Moreover, in the case Genus(S)=0 you have an additional condition
$p(S)d-p(S')>d-2$. This condition assures that S' is connected.
I think that these conditions are necessary and sufficient. It is obvious that 1), 2) are necessary. Condition 3) comes from the fact, that the permutation corresponding to going around all punctures on S is a commutator, so it should be even.
In order to show that these conditions are sufficient, you could use the old result of Ore that tells that every even permutation is a commutator of two permutations. 
Oystein Ore. Some remarks on commutators. Proc. Amer. Math. Soc., 2:307–314, 1951. Let me prove that conditions are sufficient in the case when genus of S is two or more.
Sketch of a proof. We want to show that there exists a collection of permutation in $S_d$,
$s_1,...,s_{2g}, t_1,...,t_p$ ($p=p(S)$) that act transitively on ${1,...,d}$  such that 
$s_1s_2s_1^{-1}s_2^{-1}...=t_1...t_p$, where $t_1,...,t_p$ are given permutations with the product in the alternating group $A_d$. Then we chose $s_1$ and $s_2$ in such a way that $s_1s_2s_1^{-1}s_2^{-1}=t_1...t_p$ (Ore result) and take $s_3=s_4$ - cycles of length $d$, while all other permutations $s_i$ should be trivial. Clearly the action on $\{1,...d\}$ is transitive. Now the existence of a cover follows by standard arguments. 
If you manage to make the proof very short it is worth to put it in the article, or at least give a hint. Otherwise, indeed, as Pete said it would be nice to find a reference.
A: In a recent paper by Calegari, Sun, and Wang, the authors cite 
W.S. Massey, Finite covering spaces of 2-manifolds with boundary. Duke Math.

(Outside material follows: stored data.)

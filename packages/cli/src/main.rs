#![cfg_attr(feature = "fail-on-warnings", deny(warnings))]
#![warn(clippy::all, clippy::pedantic, clippy::nursery, clippy::cargo)]
#![allow(clippy::multiple_crate_versions, clippy::cargo_common_metadata)]

//! Command-line front end for outbreak statistics and forecasts.
//!
//! Runs the same operations as the HTTP API against a local statistics
//! table. Without a subcommand, an interactive menu lets the user pick an
//! action.

mod interactive;
mod report;

use std::path::PathBuf;

use clap::{Parser, Subcommand};
use outbreak_server::ServerConfig;
use outbreak_server_models::ApiDailyForecast;
use outbreak_stats::StateStatsSource;

#[derive(Parser)]
#[command(name = "outbreak", about = "Outbreak statistics and forecasting toolchain")]
struct Cli {
    /// Per-region statistics CSV (defaults to `STATE_STATS_PATH` or
    /// `data/statestats.csv`)
    #[arg(long, global = true)]
    data: Option<PathBuf>,

    #[command(subcommand)]
    command: Option<Commands>,
}

#[derive(Subcommand)]
enum Commands {
    /// List known states in alphabetical order
    States,
    /// Show aggregated totals per state
    Stats {
        /// Print JSON instead of a table
        #[arg(long)]
        json: bool,
    },
    /// Forecast confirmed, recovered and deaths for a state
    Predict {
        /// State name (case-insensitive)
        state: String,
        /// Print one row per day instead of one series per metric
        #[arg(long)]
        daily: bool,
    },
    /// Start the HTTP API server
    Serve,
}

#[tokio::main]
async fn main() -> Result<(), Box<dyn std::error::Error>> {
    pretty_env_logger::init();
    let cli = Cli::parse();

    let source = cli
        .data
        .map_or_else(StateStatsSource::from_env, StateStatsSource::new);
    log::debug!("Using statistics table {}", source.path().display());

    match cli.command {
        None => interactive::run(source).await?,
        Some(Commands::States) => {
            for state in outbreak_forecast::list_known_states(&source)? {
                println!("{state}");
            }
        }
        Some(Commands::Stats { json }) => {
            let aggregates = outbreak_stats::get_state_aggregates(&source)?;
            if json {
                println!("{}", serde_json::to_string_pretty(&aggregates)?);
            } else {
                print!("{}", report::stats_table(&aggregates));
            }
        }
        Some(Commands::Predict { state, daily }) => {
            let result = outbreak_forecast::forecast_for_state(&source, &state)?;
            if daily {
                let view = ApiDailyForecast::new(&result, chrono::Utc::now());
                println!("{}", serde_json::to_string_pretty(&view)?);
            } else {
                println!("{}", serde_json::to_string_pretty(&result)?);
            }
        }
        Some(Commands::Serve) => {
            let config = ServerConfig {
                source,
                ..ServerConfig::from_env()
            };
            serve(config).await?;
        }
    }

    Ok(())
}

/// Runs the server on its own actix system so it does not nest inside the
/// tokio runtime.
async fn serve(config: ServerConfig) -> Result<(), Box<dyn std::error::Error>> {
    tokio::task::spawn_blocking(move || {
        actix_web::rt::System::new().block_on(outbreak_server::serve(config))
    })
    .await??;

    Ok(())
}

J. 41 (1974),
no. 4, 875-887.
which proves that Dmitri's conditions (1) and (2) are sufficient if the S and S' are compact, orientable with non-empty boundary. 
(Dmitri's condition (3) is redundant as Massey points out in the second page of his article: writing chi(S') = 2 - 2g(S') - p(S') and chi(S) = 2 - 2g(S) - p(S) Dimitri's condition (1) gives
2 - 2g(S') - p(S') = d(2 - 2g(S) - p(S)) 
and reducing (mod 2) gives that p(S') and dp(S) have the same parity. But the proof therein is longer than the one that Dimitri for the case that he treats (if one takes the Ore result as given).